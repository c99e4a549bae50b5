use quickbill_invoicing::{Customer, Invoice, LineItem};

use crate::brand::BrandProfile;
use crate::locale::{BN_BD, Locale};
use crate::tree::{
    Align, Block, BlockRole, Cell, DocumentTree, ImageRef, ImageRole, Inline, Page, PaperSize,
    Rgb, Row, TextRun, TextStyle,
};

const PAGE_PADDING_PT: f32 = 30.0;
const BASE_FONT_SIZE: u8 = 12;
const LOGO_PT: f32 = 32.0;
const SCAN_CODE_PT: f32 = 100.0;

const COMPANY: TextStyle = TextStyle::new(28).color(Rgb::RED);
const TITLE: TextStyle = TextStyle::new(18).bold();
const SECTION: TextStyle = TextStyle::new(16).bold();
const BODY: TextStyle = TextStyle::new(BASE_FONT_SIZE);
const LABEL: TextStyle = TextStyle::new(BASE_FONT_SIZE).bold().color(Rgb::LABEL);
const VALUE: TextStyle = TextStyle::new(BASE_FONT_SIZE).color(Rgb::VALUE);
const TABLE_HEAD: TextStyle = TextStyle::new(BASE_FONT_SIZE).bold();
const SUMMARY: TextStyle = TextStyle::new(BASE_FONT_SIZE).color(Rgb::MUTED);
const TOTAL: TextStyle = TextStyle::new(16).bold();
const NOTES: TextStyle = TextStyle::new(11).color(Rgb::MUTED);
const CAPTION: TextStyle = TextStyle::new(10).color(Rgb::MUTED);

/// Item table column weights: product, quantity, price, total.
const ITEM_COLUMNS: [usize; 4] = [4, 2, 2, 2];

/// Projects an [`Invoice`] into a [`DocumentTree`].
///
/// Rendering is a single pass over the invoice: no state is kept between
/// calls and the same invoice always yields the same tree.
#[derive(Debug, Clone)]
pub struct DocumentRenderer {
    brand: BrandProfile,
    locale: &'static Locale,
}

impl DocumentRenderer {
    pub fn new(brand: BrandProfile) -> Self {
        Self {
            brand,
            locale: &BN_BD,
        }
    }

    pub fn brand(&self) -> &BrandProfile {
        &self.brand
    }

    pub fn render(&self, invoice: &Invoice) -> DocumentTree {
        let blocks = vec![
            self.header(invoice),
            self.bill_to(invoice.customer()),
            self.item_table(invoice.items()),
            self.summary(invoice),
            self.notes(),
            self.footer(),
        ];

        tracing::debug!(
            invoice_id = %invoice.id(),
            rows = invoice.items().len(),
            "document tree rendered"
        );

        DocumentTree {
            title: format!("Invoice {}", invoice.id()),
            page: Page {
                size: PaperSize::A4,
                padding_pt: PAGE_PADDING_PT,
                base_font_size: BASE_FONT_SIZE,
                blocks,
            },
        }
    }

    fn header(&self, invoice: &Invoice) -> Block {
        let mut brand_mark = Vec::with_capacity(2);
        if let Some(path) = &self.brand.logo {
            brand_mark.push(Inline::Image(ImageRef {
                role: ImageRole::BrandMark,
                path: path.clone(),
                size_pt: LOGO_PT,
            }));
        }
        brand_mark.push(Inline::Text(TextRun::new(
            self.brand.company_name.as_str(),
            COMPANY,
        )));

        let details = Cell::stack(vec![
            Inline::Text(TextRun::new("INVOICE", TITLE)),
            Inline::Text(TextRun::new(
                format!("Date: {}", self.locale.format_date_long(invoice.issue_date())),
                BODY,
            )),
            Inline::Text(TextRun::new(
                format!("Invoice ID#: {}", invoice.id()),
                BODY,
            )),
            Inline::Text(TextRun::new(
                format!("Payment: {}", invoice.payment_method().label()),
                BODY,
            )),
        ])
        .align(Align::Right);

        Block::new(
            BlockRole::Header,
            vec![Row::new(vec![Cell::stack(brand_mark), details])],
        )
        .space_after(20.0)
    }

    fn bill_to(&self, customer: &Customer) -> Block {
        let mut rows = vec![Row::new(vec![Cell::text("Bill To", SECTION)])];
        rows.push(labelled("Name:", &customer.name));
        rows.push(labelled("Address:", &customer.address));
        if let Some(apartment) = &customer.apartment {
            rows.push(Row::new(vec![
                Cell::text("", LABEL),
                Cell::text(apartment.as_str(), VALUE).weight(3),
            ]));
        }
        rows.push(labelled("Phone:", &customer.phone));
        if let Some(email) = &customer.email {
            rows.push(labelled("Email:", email));
        }

        Block::new(BlockRole::BillTo, rows)
            .rule_below(Rgb::RULE)
            .space_after(20.0)
    }

    fn item_table(&self, items: &[LineItem]) -> Block {
        let [product, quantity, price, total] = ITEM_COLUMNS;
        let mut rows = Vec::with_capacity(items.len() + 1);

        rows.push(
            Row::new(vec![
                Cell::text("Product", TABLE_HEAD).weight(product),
                Cell::text("Quantity", TABLE_HEAD).weight(quantity),
                Cell::text("Price", TABLE_HEAD)
                    .weight(price)
                    .align(Align::Right),
                Cell::text("Total", TABLE_HEAD)
                    .weight(total)
                    .align(Align::Right),
            ])
            .shaded(Rgb::BAND)
            .ruled(Rgb::RULE),
        );

        for item in items {
            rows.push(
                Row::new(vec![
                    Cell::text(item.name.as_str(), BODY).weight(product),
                    Cell::text(self.quantity(item.quantity), BODY).weight(quantity),
                    Cell::text(self.locale.format_money(item.unit_price), BODY)
                        .weight(price)
                        .align(Align::Right),
                    Cell::text(self.locale.format_money(item.line_total()), BODY)
                        .weight(total)
                        .align(Align::Right),
                ])
                .ruled(Rgb::RULE_LIGHT),
            );
        }

        Block::new(BlockRole::ItemTable, rows).space_after(20.0)
    }

    fn summary(&self, invoice: &Invoice) -> Block {
        let summary = invoice.summary();
        let line = |label: &str, amount: f64, style: TextStyle| {
            Row::new(vec![
                Cell::text(label, style).weight(3).align(Align::Right),
                Cell::text(self.locale.format_money(amount), style).align(Align::Right),
            ])
        };

        Block::new(
            BlockRole::Summary,
            vec![
                line("Subtotal:", summary.subtotal, SUMMARY),
                line("Delivery Charge:", summary.delivery_charge, SUMMARY),
                line("Total Amount:", summary.total, TOTAL),
            ],
        )
        .space_after(20.0)
    }

    fn notes(&self) -> Block {
        Block::new(
            BlockRole::Notes,
            vec![Row::new(vec![Cell::text(self.brand.thank_you.as_str(), NOTES)])],
        )
        .rule_above(Rgb::RULE)
        .space_after(10.0)
    }

    fn footer(&self) -> Block {
        let mut inlines = Vec::with_capacity(2);
        if let Some(path) = &self.brand.scan_code {
            inlines.push(Inline::Image(ImageRef {
                role: ImageRole::ScanCode,
                path: path.clone(),
                size_pt: SCAN_CODE_PT,
            }));
        }
        inlines.push(Inline::Text(TextRun::new(self.brand.website_line(), CAPTION)));

        Block::new(
            BlockRole::Footer,
            vec![Row::new(vec![Cell::stack(inlines).align(Align::Center)])],
        )
    }

    fn quantity(&self, quantity: f64) -> String {
        let amount = self.locale.format_quantity(quantity);
        match &self.brand.quantity_unit {
            Some(unit) => format!("{amount} {unit}"),
            None => amount,
        }
    }
}

impl Default for DocumentRenderer {
    fn default() -> Self {
        Self::new(BrandProfile::default())
    }
}

fn labelled(label: &str, value: &str) -> Row {
    Row::new(vec![
        Cell::text(label, LABEL),
        Cell::text(value, VALUE).weight(3),
    ])
}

####

**WHAT NEEDS TO BE DONE**: Whatever is in the entries above, write it out exactly.

**WRITTEN REPLY**:
repository c99e4a549bae50b5
use quickbill_invoicing::{Customer, Invoice, LineItem};

use crate::brand::BrandProfile;
use crate::locale::{BN_BD, Locale};
use crate::tree::{
    Align, Block, BlockRole, Cell, DocumentTree, ImageRef, ImageRole, Inline, Page, PaperSize,
    Rgb, Row, TextRun, TextStyle,
};

const PAGE_PADDING_PT: f32 = 30.0;
const BASE_FONT_SIZE: u8 = 12;
const LOGO_PT: f32 = 32.0;
const SCAN_CODE_PT: f32 = 100.0;

const COMPANY: TextStyle = TextStyle::new(28).color(Rgb::RED);
const TITLE: TextStyle = TextStyle::new(18).bold();
const SECTION: TextStyle = TextStyle::new(16).bold();
const BODY: TextStyle = TextStyle::new(BASE_FONT_SIZE);
const LABEL: TextStyle = TextStyle::new(BASE_FONT_SIZE).bold().color(Rgb::LABEL);
const VALUE: TextStyle = TextStyle::new(BASE_FONT_SIZE).color(Rgb::VALUE);
const TABLE_HEAD: TextStyle = TextStyle::new(BASE_FONT_SIZE).bold();
const SUMMARY: TextStyle = TextStyle::new(BASE_FONT_SIZE).color(Rgb::MUTED);
const TOTAL: TextStyle = TextStyle::new(16).bold();
const NOTES: TextStyle = TextStyle::new(11).color(Rgb::MUTED);
const CAPTION: TextStyle = TextStyle::new(10).color(Rgb::MUTED);

/// Item table column weights: product, quantity, price, total.
const ITEM_COLUMNS: [usize; 4] = [4, 2, 2, 2];

/// Projects an [`Invoice`] into a [`DocumentTree`].
///
/// Rendering is a single pass over the invoice: no state is kept between
/// calls and the same invoice always yields the same tree.
#[derive(Debug, Clone)]
pub struct DocumentRenderer {
    brand: BrandProfile,
    locale: &'static Locale,
}

impl DocumentRenderer {
    pub fn new(brand: BrandProfile) -> Self {
        Self {
            brand,
            locale: &BN_BD,
        }
    }

    pub fn brand(&self) -> &BrandProfile {
        &self.brand
    }

    pub fn render(&self, invoice: &Invoice) -> DocumentTree {
        let blocks = vec![
            self.header(invoice),
            self.bill_to(invoice.customer()),
            self.item_table(invoice.items()),
            self.summary(invoice),
            self.notes(),
            self.footer(),
        ];

        tracing::debug!(
            invoice_id = %invoice.id(),
            rows = invoice.items().len(),
            "document tree rendered"
        );

        DocumentTree {
            title: format!("Invoice {}", invoice.id()),
            page: Page {
                size: PaperSize::A4,
                padding_pt: PAGE_PADDING_PT,
                base_font_size: BASE_FONT_SIZE,
                blocks,
            },
        }
    }

    fn header(&self, invoice: &Invoice) -> Block {
        let mut brand_mark = Vec::with_capacity(2);
        if let Some(path) = &self.brand.logo {
            brand_mark.push(Inline::Image(ImageRef {
                role: ImageRole::BrandMark,
                path: path.clone(),
                size_pt: LOGO_PT,
            }));
        }
        brand_mark.push(Inline::Text(TextRun::new(
            self.brand.company_name.as_str(),
            COMPANY,
        )));

        let details = Cell::stack(vec![
            Inline::Text(TextRun::new("INVOICE", TITLE)),
            Inline::Text(TextRun::new(
                format!("Date: {}", self.locale.format_date_long(invoice.issue_date())),
                BODY,
            )),
            Inline::Text(TextRun::new(
                format!("Invoice ID#: {}", invoice.id()),
                BODY,
            )),
            Inline::Text(TextRun::new(
                format!("Payment: {}", invoice.payment_method().label()),
                BODY,
            )),
        ])
        .align(Align::Right);

        Block::new(
            BlockRole::Header,
            vec![Row::new(vec![Cell::stack(brand_mark), details])],
        )
        .space_after(20.0)
    }

    fn bill_to(&self, customer: &Customer) -> Block {
        let mut rows = vec![Row::new(vec![Cell::text("Bill To", SECTION)])];
        rows.push(labelled("Name:", &customer.name));
        rows.push(labelled("Address:", &customer.address));
        if let Some(apartment) = &customer.apartment {
            rows.push(Row::new(vec![
                Cell::text("", LABEL),
                Cell::text(apartment.as_str(), VALUE).weight(3),
            ]));
        }
        rows.push(labelled("Phone:", &customer.phone));
        if let Some(email) = &customer.email {
            rows.push(labelled("Email:", email));
        }

        Block::new(BlockRole::BillTo, rows)
            .rule_below(Rgb::RULE)
            .space_after(20.0)
    }

    fn item_table(&self, items: &[LineItem]) -> Block {
        let [product, quantity, price, total] = ITEM_COLUMNS;
        let mut rows = Vec::with_capacity(items.len() + 1);

        rows.push(
            Row::new(vec![
                Cell::text("Product", TABLE_HEAD).weight(product),
                Cell::text("Quantity", TABLE_HEAD).weight(quantity),
                Cell::text("Price", TABLE_HEAD)
                    .weight(price)
                    .align(Align::Right),
                Cell::text("Total", TABLE_HEAD)
                    .weight(total)
                    .align(Align::Right),
            ])
            .shaded(Rgb::BAND)
            .ruled(Rgb::RULE),
        );

        for item in items {
            rows.push(
                Row::new(vec![
                    Cell::text(item.name.as_str(), BODY).weight(product),
                    Cell::text(self.quantity(item.quantity), BODY).weight(quantity),
                    Cell::text(self.locale.format_money(item.unit_price), BODY)
                        .weight(price)
                        .align(Align::Right),
                    Cell::text(self.locale.format_money(item.line_total()), BODY)
                        .weight(total)
                        .align(Align::Right),
                ])
                .ruled(Rgb::RULE_LIGHT),
            );
        }

        Block::new(BlockRole::ItemTable, rows).space_after(20.0)
    }

    fn summary(&self, invoice: &Invoice) -> Block {
        let summary = invoice.summary();
        let line = |label: &str, amount: f64, style: TextStyle| {
            Row::new(vec![
                Cell::text(label, style).weight(3).align(Align::Right),
                Cell::text(self.locale.format_money(amount), style).align(Align::Right),
            ])
        };

        Block::new(
            BlockRole::Summary,
            vec![
                line("Subtotal:", summary.subtotal, SUMMARY),
                line("Delivery Charge:", summary.delivery_charge, SUMMARY),
                line("Total Amount:", summary.total, TOTAL),
            ],
        )
        .space_after(20.0)
    }

    fn notes(&self) -> Block {
        Block::new(
            BlockRole::Notes,
            vec![Row::new(vec![Cell::text(self.brand.thank_you.as_str(), NOTES)])],
        )
        .rule_above(Rgb::RULE)
        .space_after(10.0)
    }

    fn footer(&self) -> Block {
        let mut inlines = Vec::with_capacity(2);
        if let Some(path) = &self.brand.scan_code {
            inlines.push(Inline::Image(ImageRef {
                role: ImageRole::ScanCode,
                path: path.clone(),
                size_pt: SCAN_CODE_PT,
            }));
        }
        inlines.push(Inline::Text(TextRun::new(self.brand.website_line(), CAPTION)));

        Block::new(
            BlockRole::Footer,
            vec![Row::new(vec![Cell::stack(inlines).align(Align::Center)])],
        )
    }

    fn quantity(&self, quantity: f64) -> String {
        let amount = self.locale.format_quantity(quantity);
        match &self.brand.quantity_unit {
            Some(unit) => format!("{amount} {unit}"),
            None => amount,
        }
    }
}

impl Default for DocumentRenderer {
    fn default() -> Self {
        Self::new(BrandProfile::default())
    }
}

fn labelled(label: &str, value: &str) -> Row {
    Row::new(vec![
        Cell::text(label, LABEL),
        Cell::text(value, VALUE).weight(3),
    ])
}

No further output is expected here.